By Denise Raquel Dunning, Founder + Executive Director
Having children has given me a completely different perspective on motherhood and a much deeper appreciation for my own mom. As I struggle along with so many women to balance family and work, I have increasing gratitude for my mom’s priorities, choices, and sacrifices. And as I learn from the many Rise Up leaders who are both mothers and advocates, I have a profound respect for women around the world who are fighting for their own rights and those of their children.

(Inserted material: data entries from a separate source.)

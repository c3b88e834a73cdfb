use std::collections::BTreeMap;
use std::fs::File;
use std::io::Read;

use camino::Utf8Path;
use flate2::read::GzDecoder;
use serde::{Deserialize, Serialize};

use crate::callbacks::CallbackRegistry;
use crate::domain::{DatasetNamespace, DatasetSpecifier, GraphName, GraphVersion};
use crate::error::RetrievalError;
use crate::recipe::{RecipeConfig, RecipeDocument};

/// One registry file: every graph a namespace offers, with its versions.
#[derive(Debug, Clone, Serialize, Deserialize)]
#[serde(deny_unknown_fields)]
pub struct NamespaceDocument {
    pub namespace: String,
    pub graphs: BTreeMap<String, GraphEntry>,
}

#[derive(Debug, Clone, Serialize, Deserialize)]
#[serde(deny_unknown_fields)]
pub struct GraphEntry {
    #[serde(default)]
    pub default_version: Option<String>,
    pub versions: BTreeMap<String, RecipeDocument>,
    #[serde(default)]
    pub citation: Option<String>,
}

impl GraphEntry {
    fn default_version(&self) -> Option<&str> {
        self.default_version
            .as_deref()
            .or_else(|| self.versions.keys().next_back().map(String::as_str))
    }
}

#[derive(Debug, Clone, Default)]
pub struct DatasetRegistry {
    namespaces: BTreeMap<DatasetNamespace, BTreeMap<String, GraphEntry>>,
}

impl DatasetRegistry {
    pub fn new() -> Self {
        Self::default()
    }

    /// Loads a `.json` or gzip-compressed `.json.gz` registry file.
    pub fn load_file(&mut self, path: &Utf8Path) -> Result<(), RetrievalError> {
        let file = File::open(path.as_std_path())
            .map_err(|_| RetrievalError::ConfigRead(path.as_std_path().to_path_buf()))?;
        let mut content = String::new();
        let read = if path.as_str().ends_with(".gz") {
            GzDecoder::new(file).read_to_string(&mut content)
        } else {
            let mut file = file;
            file.read_to_string(&mut content)
        };
        read.map_err(|_| RetrievalError::ConfigRead(path.as_std_path().to_path_buf()))?;
        self.load_str(&content)
    }

    pub fn load_str(&mut self, content: &str) -> Result<(), RetrievalError> {
        let document: NamespaceDocument = serde_json::from_str(content)
            .map_err(|err| RetrievalError::ConfigParse(err.to_string()))?;
        self.insert(document)
    }

    pub fn insert(&mut self, document: NamespaceDocument) -> Result<(), RetrievalError> {
        let namespace: DatasetNamespace = document.namespace.parse()?;
        for (name, entry) in &document.graphs {
            name.parse::<GraphName>()?;
            for version in entry.versions.keys() {
                version.parse::<GraphVersion>()?;
            }
            if let Some(default) = &entry.default_version {
                if !entry.versions.contains_key(default) {
                    return Err(unknown_version(name, default, entry));
                }
            }
        }
        self.namespaces
            .entry(namespace)
            .or_default()
            .extend(document.graphs);
        Ok(())
    }

    pub fn namespaces(&self) -> impl Iterator<Item = &DatasetNamespace> {
        self.namespaces.keys()
    }

    pub fn graph(
        &self,
        namespace: &DatasetNamespace,
        name: &GraphName,
    ) -> Result<&GraphEntry, RetrievalError> {
        let graphs = self
            .namespaces
            .get(namespace)
            .ok_or_else(|| RetrievalError::UnknownNamespace(namespace.to_string()))?;
        graphs
            .get(name.as_str())
            .ok_or_else(|| RetrievalError::UnknownGraph {
                namespace: namespace.to_string(),
                name: name.to_string(),
            })
    }

    /// Checks that `version` (or the graph's default) is registered and
    /// returns the version that will be used.
    pub fn validate_version(
        &self,
        namespace: &DatasetNamespace,
        name: &GraphName,
        version: Option<&GraphVersion>,
    ) -> Result<GraphVersion, RetrievalError> {
        let entry = self.graph(namespace, name)?;
        let selected = match version {
            Some(version) => version.as_str(),
            None => entry
                .default_version()
                .ok_or_else(|| unknown_version(name.as_str(), "<default>", entry))?,
        };
        if !entry.versions.contains_key(selected) {
            return Err(unknown_version(name.as_str(), selected, entry));
        }
        selected.parse()
    }

    pub fn recipe(
        &self,
        specifier: &DatasetSpecifier,
        directed: bool,
        callbacks: &CallbackRegistry,
    ) -> Result<RecipeConfig, RetrievalError> {
        let version = self.validate_version(
            &specifier.namespace,
            &specifier.name,
            specifier.version.as_ref(),
        )?;
        let entry = self.graph(&specifier.namespace, &specifier.name)?;
        let document = entry
            .versions
            .get(version.as_str())
            .ok_or_else(|| unknown_version(specifier.name.as_str(), version.as_str(), entry))?;
        RecipeConfig::from_document(
            specifier.namespace.clone(),
            specifier.name.clone(),
            version,
            directed,
            document,
            callbacks,
        )
    }
}

fn unknown_version(name: &str, version: &str, entry: &GraphEntry) -> RetrievalError {
    RetrievalError::UnknownVersion {
        name: name.to_string(),
        version: version.to_string(),
        known: entry
            .versions
            .keys()
            .cloned()
            .collect::<Vec<_>>()
            .join(", "),
    }
}

#[cfg(test)]
mod tests {
    use assert_matches::assert_matches;

    use super::*;

    const REGISTRY: &str = r#"{
        "namespace": "linqs",
        "graphs": {
            "Cora": {
                "default_version": "latest",
                "versions": {
                    "latest": {
                        "urls": ["https://example.org/cora.tgz"],
                        "edge_list": { "path": "cora/edges.tsv", "header": false }
                    }
                }
            }
        }
    }"#;

    #[test]
    fn default_version_is_selected() {
        let mut registry = DatasetRegistry::new();
        registry.load_str(REGISTRY).unwrap();
        let spec: DatasetSpecifier = "linqs:Cora".parse().unwrap();
        let recipe = registry
            .recipe(&spec, false, &CallbackRegistry::new())
            .unwrap();
        assert_eq!(recipe.version.as_str(), "latest");
    }

    #[test]
    fn unknown_keys_are_rejected() {
        let mut registry = DatasetRegistry::new();
        let content = REGISTRY.replace("\"header\": false", "\"heade\": false");
        let err = registry.load_str(&content).unwrap_err();
        assert_matches!(err, RetrievalError::ConfigParse(_));
    }
}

As we celebrate Mother’s Day, I know I’m not the only one reflecting on my relationship with my mom and the incredible impact she has had on my life. So much of what I have done in my life is influenced by my mom’s story, her struggles, and her inimitable style. And so much of who I am comes from these life lessons I learned from my mom:
My mom left Argentina at age 28 to move to Washington, D.C., where she took a job working as a secretary at the InterAmerican Development Bank. She left her parents, friends, country, and everything she knew to take a leap into the unknown. When I was a child, my mom seemed omnipotent — fearless, strong, and unstoppable — and she is the one who gave me the courage to try things that are seemingly impossible.
Education is everything.
When I was a child, my mom was relentless about my education. She always told me — whatever you learn, no one can take away from you. For her, language was a gateway to opportunity, and she gave me the same gift. Thanks to my mom, I grew up speaking Spanish and German, and she insisted that I study French at school so that I would be quadrilingual. When I complained about having to spend so much time studying languages, she always responded that I would thank her someday. She was right.
It doesn’t matter what other people think.
My mom is the original iconoclast. She has always walked her own path and doesn’t worry about what other people will say or think. While her willingness to ignore social convention occasionally mortified me as a child, my mom is the one who taught me the freedom that comes in being true to myself, not trying to fit in, and finding the joy in being different.
“El que no llora, no mama.”
My mom has never been afraid to say what she thinks, or ask for what she needs. She always says “el que no llora, no mama,” which translates to “the one who doesn’t cry, doesn’t eat,” — the Argentine version of “the squeaky wheel gets the grease.” While sometimes intimidating, my mom’s ability to fight for herself and her family taught me to be a fearless advocate.
Stand on your own two feet.
My mom worked her entire life and taught me the importance of hard work and financial independence. Even though my parents have been married for over 40 years, my mom always told me that I needed to be able to “stand on my own two feet,” rather than being dependent on a man. She took me to open my own bank account, taught me to live within my means, and instilled in me the importance of having my own job, training, and skills to take care of myself and my family.
My mom gave me a love of exploration, discovering new places, and learning from people who are different from me. When I was growing up, my mom took me and my dad all over Latin America — teaching us to love empanadas, chimichurri, alfajores, and all her other Argentine favorites. But even more important than my love of dulce de leche, my mom taught me the value of being outside my comfort zone, seeing the world from a non-U.S. perspective, and learning about other countries, cultures, and perspectives.
So much of who I am as a person and so much of what I bring to my work with Rise Up has been shaped by these lessons from my mother. I also see my mom’s strength, courage, and perseverance in so many of Rise Up’s leaders — like Faith, who works every day to ensure that girls in Malawi can finish school, and Monica, who advocates so that all young people in Mississippi can be healthy and strong, and Eugenia, who fights to ensure that all women’s rights are protected in Mexico.
This Mother’s Day, I am deeply grateful for the many lessons I have learned from my own mom and from the many mothers who are part of Rise Up. They have not only shaped my life, choices, and path, but also my belief in the possibility of a more just and equitable world.